Pour la présidente du Conseil Supérieur des Programmes, l’appui sur les pratiques pédagogiques pour faire adhérer les élèves aux valeurs de la République est une aberration commise par des « prétendus pédagogues ». Or toute appropriation réelle des savoirs requiert la maîtrise de ces savoirs par l’enseignant et aussi l’exercice d’une autorité nécessaire à l’engagement des élèves dans l’activité, pour construire des situations d’apprentissage rigoureuses.
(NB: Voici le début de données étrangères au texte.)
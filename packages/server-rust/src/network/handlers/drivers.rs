//! `/api/drivers` handlers.

use axum::extract::{Path, State};
use axum::Json;
use fleet_core::{Driver, DriverInput};

use super::error::{ApiError, ErrorResponse};
use super::{AppState, MessageResponse};

#[utoipa::path(
    post,
    path = "/api/drivers",
    tag = "drivers",
    request_body = DriverInput,
    responses(
        (status = 200, description = "Driver registered", body = Driver),
        (status = 400, description = "Invalid name or license category", body = ErrorResponse),
    )
)]
pub async fn create_driver(
    State(state): State<AppState>,
    Json(input): Json<DriverInput>,
) -> Result<Json<Driver>, ApiError> {
    Ok(Json(state.services.drivers.create(input).await?))
}

#[utoipa::path(
    get,
    path = "/api/drivers",
    tag = "drivers",
    responses((status = 200, description = "All drivers, by name", body = [Driver]))
)]
pub async fn list_drivers(State(state): State<AppState>) -> Result<Json<Vec<Driver>>, ApiError> {
    Ok(Json(state.services.drivers.list().await?))
}

#[utoipa::path(
    get,
    path = "/api/drivers/{id}",
    tag = "drivers",
    params(("id" = String, Path, description = "Driver id")),
    responses(
        (status = 200, description = "The driver", body = Driver),
        (status = 404, description = "Driver not found", body = ErrorResponse),
    )
)]
pub async fn get_driver(
    State(state): State<AppState>,
    Path(id): Path<String>,
) -> Result<Json<Driver>, ApiError> {
    Ok(Json(state.services.drivers.get(&id).await?))
}

#[utoipa::path(
    put,
    path = "/api/drivers/{id}",
    tag = "drivers",
    params(("id" = String, Path, description = "Driver id")),
    request_body = DriverInput,
    responses(
        (status = 200, description = "Driver updated", body = Driver),
        (status = 400, description = "Invalid name or license category", body = ErrorResponse),
        (status = 404, description = "Driver not found", body = ErrorResponse),
    )
)]
pub async fn update_driver(
    State(state): State<AppState>,
    Path(id): Path<String>,
    Json(input): Json<DriverInput>,
) -> Result<Json<Driver>, ApiError> {
    Ok(Json(state.services.drivers.update(&id, input).await?))
}

#[utoipa::path(
    delete,
    path = "/api/drivers/{id}",
    tag = "drivers",
    params(("id" = String, Path, description = "Driver id")),
    responses(
        (status = 200, description = "Driver deleted", body = MessageResponse),
        (status = 404, description = "Driver not found", body = ErrorResponse),
        (status = 409, description = "Driver still has assignments", body = ErrorResponse),
    )
)]
pub async fn delete_driver(
    State(state): State<AppState>,
    Path(id): Path<String>,
) -> Result<Json<MessageResponse>, ApiError> {
    state.services.drivers.delete(&id).await?;
    Ok(Json(MessageResponse::new("Driver deleted successfully")))
}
Ce n’est pas du goût de Mme Ayada, présidente du CSP qui ne voit là que des propos de "constructivistes défendant l’idée que le maître n’est pas le tenant du savoir qu’il transmet" .
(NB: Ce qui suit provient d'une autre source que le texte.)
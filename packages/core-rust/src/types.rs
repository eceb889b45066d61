//! Fleet entities and the assignment read model.

use std::fmt;

use chrono::{DateTime, NaiveDate, Utc};
use serde::{Deserialize, Serialize};
use utoipa::ToSchema;

use crate::license::LicenseCategory;

/// Maximum stored length of an error message, in characters.
pub const ERROR_MESSAGE_MAX_CHARS: usize = 1024;
/// Maximum stored length of a stack trace, in characters.
pub const STACK_TRACE_MAX_CHARS: usize = 2048;
/// Maximum stored length of an endpoint path, in characters.
pub const ENDPOINT_MAX_CHARS: usize = 255;

/// Generates a fresh opaque identifier (UUID v4, hyphenated).
#[must_use]
pub fn new_id() -> String {
    uuid::Uuid::new_v4().to_string()
}

/// Kind of persisted entity, used in not-found and in-use outcomes.
#[derive(Debug, Clone, Copy, PartialEq, Eq, Hash)]
pub enum EntityKind {
    Driver,
    Truck,
    Assignment,
}

impl EntityKind {
    #[must_use]
    pub fn as_str(self) -> &'static str {
        match self {
            Self::Driver => "Driver",
            Self::Truck => "Truck",
            Self::Assignment => "Assignment",
        }
    }
}

impl fmt::Display for EntityKind {
    fn fmt(&self, f: &mut fmt::Formatter<'_>) -> fmt::Result {
        f.write_str(self.as_str())
    }
}

/// A registered driver.
#[derive(Debug, Clone, PartialEq, Eq, Serialize, Deserialize, ToSchema)]
pub struct Driver {
    pub id: String,
    pub name: String,
    pub license_type: LicenseCategory,
}

/// A truck and the minimum license category needed to drive it.
#[derive(Debug, Clone, PartialEq, Eq, Serialize, Deserialize, ToSchema)]
pub struct Truck {
    pub id: String,
    /// Globally unique licence plate.
    pub plate: String,
    pub min_license_type: LicenseCategory,
}

/// A driver booked on a truck for one calendar day.
#[derive(Debug, Clone, PartialEq, Eq, Serialize, Deserialize)]
pub struct Assignment {
    pub id: String,
    pub driver_id: String,
    pub truck_id: String,
    pub date: NaiveDate,
}

/// Assignment joined with the current driver and truck fields.
///
/// Composed at read time and never stored, so it always reflects the
/// latest driver name, license and truck plate.
#[derive(Debug, Clone, PartialEq, Eq, Serialize, Deserialize, ToSchema)]
pub struct AssignmentDetail {
    pub id: String,
    pub driver_id: String,
    pub driver_name: String,
    pub driver_license_type: LicenseCategory,
    pub truck_id: String,
    pub truck_plate: String,
    pub date: NaiveDate,
}

impl AssignmentDetail {
    /// Joins an assignment with the driver and truck it references.
    #[must_use]
    pub fn compose(assignment: &Assignment, driver: &Driver, truck: &Truck) -> Self {
        Self {
            id: assignment.id.clone(),
            driver_id: driver.id.clone(),
            driver_name: driver.name.clone(),
            driver_license_type: driver.license_type,
            truck_id: truck.id.clone(),
            truck_plate: truck.plate.clone(),
            date: assignment.date,
        }
    }
}

/// Diagnostic record of an unhandled fault. Write-only from the API's view.
#[derive(Debug, Clone, PartialEq, Eq, Serialize, Deserialize)]
pub struct ErrorLog {
    pub id: String,
    pub timestamp: DateTime<Utc>,
    pub error_message: String,
    pub stack_trace: String,
    pub endpoint: String,
}

impl ErrorLog {
    /// Creates an entry stamped with the current time.
    ///
    /// Fields longer than the storage limits are truncated on a character
    /// boundary rather than rejected.
    #[must_use]
    pub fn new(
        error_message: impl Into<String>,
        stack_trace: impl Into<String>,
        endpoint: impl Into<String>,
    ) -> Self {
        Self {
            id: new_id(),
            timestamp: Utc::now(),
            error_message: truncate_chars(error_message.into(), ERROR_MESSAGE_MAX_CHARS),
            stack_trace: truncate_chars(stack_trace.into(), STACK_TRACE_MAX_CHARS),
            endpoint: truncate_chars(endpoint.into(), ENDPOINT_MAX_CHARS),
        }
    }
}

fn truncate_chars(mut s: String, max: usize) -> String {
    if let Some((idx, _)) = s.char_indices().nth(max) {
        s.truncate(idx);
    }
    s
}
C’est au contraire dans la naïveté de considérer que la distribution des savoirs suffit à leur appropriation qu’existe la matière à démission éducative.

Pour la liberté, l’égalité, la fraternité sans guillemets

C’est en refusant cette démission-là que l’on peut continuer à faire vivre l’idéal républicain. Rendre la liberté aux enseignants aujourd’hui déniés dans leur expertise et sommés de mettre en œuvre des programmes élaborés sans concertation. Promouvoir l’égalité mise à mal quand on décide de l’avenir des lycées généraux et technologiques sans entrainer les lycées professionnels dont on prive les élèves d’un enseignement général. Rendre désirable la fraternité par la coopération et l’entraide contre la compétition systématique de tous contre tous.

Jean-Michel Blanquer qui déclarait au départ vouloir s’inscrire dans la continuité de ses prédécesseurs est en train de bouleverser notre modèle éducatif. Pas pour préparer notre société aux défis du monde contemporain par plus de solidarité, mais pour accomplir le vieux rêve des idéologues du capitalisme intégral. Celui d’un monde peuplé d’individus détachés de leurs allégeances, de leurs cadres sociaux et culturels de référence, libres et rationnels. Celui de la non-alternative Thatchérienne où chacun ne peut exister qu’en devenant auto-entrepreneur de lui-même. Celui du mépris des faibles, de l’indifférence aux autres.

Disons-le, le monde rêvé de Blanquer et de ses prédécesseurs Allègre ou Sarkozy n’est autre que celui d’une économie à bout de souffle et d’un monde dans l’impasse. A nous de nous mobiliser pour imaginer et imposer collectivement une autre voie.